» **Source material**:
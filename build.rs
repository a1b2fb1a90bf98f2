use std::process::Command;

fn main() {
    // embed git hash in executable, referenced with env!()
    let git_hash = Command::new("git")
        .args(["describe", "--always", "--dirty"])
        .output()
        .ok()
        .filter(|o| o.status.success())
        .and_then(|o| String::from_utf8(o.stdout).ok())
        .map(|s| s.trim().to_string())
        .unwrap_or_else(|| "unknown".to_string());
    println!("cargo:rerun-if-changed=.git/HEAD");
    println!("cargo:rerun-if-changed=src/");
    println!("cargo:rustc-env=BUILD_TIME_GIT_HASH={git_hash}");
}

» **Exercise prompt**: Pull every line containing "changed" out of the material and copy it.

» **Response area**:
    println!("cargo:rerun-if-changed=.git/HEAD");
    println!("cargo:rerun-if-changed=src/");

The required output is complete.